Friday, 18th December 2020

Well, what a year this has been!

At our 2019 Health & Wellbeing Summit last November, leading business commentator Simon Jack focused on the potentially damaging impact on business of a year of uncertainty because of Brexit.

What he, or indeed none of us, could not have predicted was the devastating impact of a Coronavirus pandemic on businesses, healthcare systems and individuals across the world.

I certainly had one eye on Brexit and expected to be spending much of my time lobbying for IPT on healthcare spend to be zero rated.

But on March 23, all our lives were turned upside down. Overnight, more than 70% of the UK working population started working from home or were furloughed. Our inspirational frontline workers in healthcare and other essential services put their lives on the line every day in the fight against Covid-19.

Independent private hospitals played their part, providing much needed capacity to support the NHS.

Health insurers and cash plan providers also adapted, changing their Ts & Cs where necessary to ensure Covid was eligible for benefit. Many enhanced their NHS cash benefits to include Covid and introduced a raft of financial measures to support those experiencing what will hopefully be short-term financial difficulties.

There were some disgruntled policyholders who felt disrupted access to private hospitals for inpatient and outpatient treatment meant policies were not worth keeping.

We all have a responsibility to ensure policyholders understand the need to protect their underwriting and the impact of cover breaks on any pre-existing medical conditions – PMI is not a subscription to Sky Sports which you can turn on and off at will.

However, it is equally significant that NHS contracted capacity in the private hospital sector is not detrimental to the delivery of outpatient and inpatient treatments to those PMI policyholders who are paying insurers substantial premiums for the privilege.

In my opinion, insurers and cash plan providers certainly continued to deliver value in 2020. Digital technology leapt forward five years overnight, not least in the delivery of private GP services and appointments.

Musculoskeletal conditions came to prominence as many bodies struggled to cope with long, home-working days from beds, beanbags and settees!

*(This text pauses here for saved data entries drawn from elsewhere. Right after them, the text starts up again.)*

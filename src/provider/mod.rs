//! Fee data source boundary.
//!
//! Everything the node returns is decoded and shape-checked here, so the
//! window only ever sees contiguous, fully typed [`BlockFeeRecord`]s.

#[cfg(test)]
pub mod mock;

use alloy::eips::BlockNumberOrTag;
use alloy::rpc::types::FeeHistory;
use alloy_consensus::BlockHeader;
use alloy_primitives::BlockNumber;
use alloy_provider::{Provider as ProviderTrait, RootProvider as AlloyProvider};
use async_trait::async_trait;
use url::Url;

use crate::error::OracleError;
use crate::window::BlockFeeRecord;

/// Remote capability the oracle samples from.
#[async_trait]
pub trait FeeSource: Send + Sync {
    /// Fee history for the `block_count` most recent settled blocks, with
    /// one reward column per entry of `percentiles`.
    async fn fee_history(
        &self,
        block_count: u64,
        percentiles: &[f64],
    ) -> Result<FeeHistoryBatch, OracleError>;

    /// Base fee of the block currently being built.
    async fn pending_base_fee(&self) -> Result<u128, OracleError>;

    fn name(&self) -> &str;
}

/// Decoded `eth_feeHistory` result: contiguous records starting at
/// `oldest_block`.
#[derive(Debug, Clone, PartialEq)]
pub struct FeeHistoryBatch {
    oldest_block: BlockNumber,
    records: Vec<BlockFeeRecord>,
}

impl FeeHistoryBatch {
    pub fn new(
        oldest_block: BlockNumber,
        records: Vec<BlockFeeRecord>,
    ) -> Result<Self, OracleError> {
        for (offset, record) in records.iter().enumerate() {
            let expected = oldest_block + offset as u64;
            if record.block_number != expected {
                return Err(OracleError::Discontinuity {
                    expected,
                    found: record.block_number,
                });
            }
        }
        Ok(Self {
            oldest_block,
            records,
        })
    }

    /// Shapes a raw fee history into per-block records.
    ///
    /// The node reports one base fee more than blocks (the next block's);
    /// that trailing entry belongs to the pending block and is dropped.
    pub fn from_fee_history(
        history: FeeHistory,
        percentile_count: usize,
    ) -> Result<Self, OracleError> {
        let count = history.gas_used_ratio.len();
        if history.base_fee_per_gas.len() < count {
            return Err(OracleError::Decode(format!(
                "{} base fees for {count} blocks",
                history.base_fee_per_gas.len()
            )));
        }

        let rewards = match history.reward {
            Some(rewards) => rewards,
            None if count == 0 => Vec::new(),
            None => return Err(OracleError::Decode("fee history has no rewards".into())),
        };
        if rewards.len() != count {
            return Err(OracleError::Decode(format!(
                "{} reward rows for {count} blocks",
                rewards.len()
            )));
        }

        let records = history
            .gas_used_ratio
            .into_iter()
            .zip(history.base_fee_per_gas)
            .zip(rewards)
            .enumerate()
            .map(|(offset, ((gas_used_ratio, base_fee_per_gas), reward))| {
                let block_number = history.oldest_block + offset as u64;
                if reward.len() != percentile_count {
                    return Err(OracleError::Decode(format!(
                        "block {block_number} has {} rewards, expected {percentile_count}",
                        reward.len()
                    )));
                }
                if !(0.0..=1.0).contains(&gas_used_ratio) {
                    return Err(OracleError::Decode(format!(
                        "block {block_number} has gas used ratio {gas_used_ratio}"
                    )));
                }
                Ok(BlockFeeRecord {
                    block_number,
                    base_fee_per_gas,
                    gas_used_ratio,
                    priority_fee_per_gas: reward,
                })
            })
            .collect::<Result<Vec<_>, _>>()?;

        Self::new(history.oldest_block, records)
    }

    pub fn oldest_block(&self) -> BlockNumber {
        self.oldest_block
    }

    pub fn newest_block(&self) -> Option<BlockNumber> {
        (!self.records.is_empty()).then(|| self.oldest_block + self.records.len() as u64 - 1)
    }

    pub fn len(&self) -> usize {
        self.records.len()
    }

    pub fn is_empty(&self) -> bool {
        self.records.is_empty()
    }

    pub fn records(&self) -> &[BlockFeeRecord] {
        &self.records
    }

    pub fn into_records(self) -> Vec<BlockFeeRecord> {
        self.records
    }
}

/// [`FeeSource`] backed by a JSON-RPC node over HTTP.
pub struct RpcFeeSource {
    provider: AlloyProvider,
    name: String,
}

impl RpcFeeSource {
    pub fn new(rpc_url: Url) -> Self {
        // host only; provider URLs often carry an API key in the path
        let name = rpc_url.host_str().unwrap_or("rpc").to_string();
        let provider = AlloyProvider::new_http(rpc_url);
        Self { provider, name }
    }
}

#[async_trait]
impl FeeSource for RpcFeeSource {
    async fn fee_history(
        &self,
        block_count: u64,
        percentiles: &[f64],
    ) -> Result<FeeHistoryBatch, OracleError> {
        let history = self
            .provider
            .get_fee_history(block_count, BlockNumberOrTag::Latest, percentiles)
            .await
            .map_err(|e| OracleError::Provider(format!("eth_feeHistory: {e}")))?;
        FeeHistoryBatch::from_fee_history(history, percentiles.len())
    }

    async fn pending_base_fee(&self) -> Result<u128, OracleError> {
        let block = self
            .provider
            .get_block_by_number(BlockNumberOrTag::Pending)
            .await
            .map_err(|e| OracleError::Provider(format!("eth_getBlockByNumber: {e}")))?
            .ok_or_else(|| OracleError::Decode("pending block not found".into()))?;

        block
            .header
            .base_fee_per_gas()
            .map(u128::from)
            .ok_or_else(|| OracleError::Decode("pending block has no base fee".into()))
    }

    fn name(&self) -> &str {
        &self.name
    }
}
//! HTTP surface: `GET /gas` returns the latest published estimate.
use std::net::SocketAddr;

use axum::{Json, Router, extract::State, routing::get};
use tokio::net::TcpListener;
use tracing::info;

use crate::oracle::{EstimateReader, GasEstimate};

pub fn router(estimates: EstimateReader) -> Router {
    Router::new()
        .route("/gas", get(current_estimate))
        .with_state(estimates)
}

/// Never fails: while the oracle is cold this is the zeroed estimate.
async fn current_estimate(State(estimates): State<EstimateReader>) -> Json<GasEstimate> {
    Json(estimates.current())
}

pub async fn serve(
    addr: SocketAddr,
    estimates: EstimateReader,
    shutdown: impl std::future::Future<Output = ()> + Send + 'static,
) -> std::io::Result<()> {
    let listener = TcpListener::bind(addr).await?;
    info!(addr = %listener.local_addr()?, "serving gas estimates");
    axum::serve(listener, router(estimates))
        .with_graceful_shutdown(shutdown)
        .await
}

Exercise and managing our mental health became core to our wellbeing during the pandemic – suddenly it became okay not to be okay and I for one think we are all better for that.

Providers introduced a range of support services for intermediaries and clients through a series of highly informative and helpful webinars – who had a Zoom account before March?!

As an Association, we’ve done our bit, too. We’ve increased direct member communications when we have had something useful to say. We’ve run an “Are you sitting comfortably” education event for everyone working from home as well as compliance sessions including a “Compliance Power Hour” on the latest regulatory matters.

Those of you who write international business should know all about equivalency, contract continuity and passporting by now.

We delivered our AGM digitally for the first time and ran our first digital Health and Wellbeing ‘micro’ Summit last month with three key presentations all in 90 minutes!

The announcement of a Covid vaccine has lifted spirits and we all hope that the vaccine roll-outs will enable us to get back to “normal” – whatever that might look like – hopefully in the Spring.

Covid and Brexit will continue to pose challenges for us in 2021. But they will also bring with them opportunities, not least in using digital technology to deliver more immediate and less intrusive healthcare.

Over the next 12 months I expect all of us to be much more adept at managing our own health from the comfort of our own homes.

As advisers and insurers or providers of health and protection care services we need to ensure we continue to deliver value in support of our clients.

If you haven't already seen it, I recently spoke with Health & Protection editor, David Sawers, on a number of topics – including the impact which 2020 has had on advisers and what we can expect in 2021. The full video is now available below.

2020 has been our annus horribilis. Let’s make sure 2021 signals a new dawn for our healthcare and our society.

On behalf of your AMII Executive Team, General Secretary Michael Payne and I would like to wish you, your colleagues and your families our best wishes for the festive season and a healthy, happy and prosperous 2021.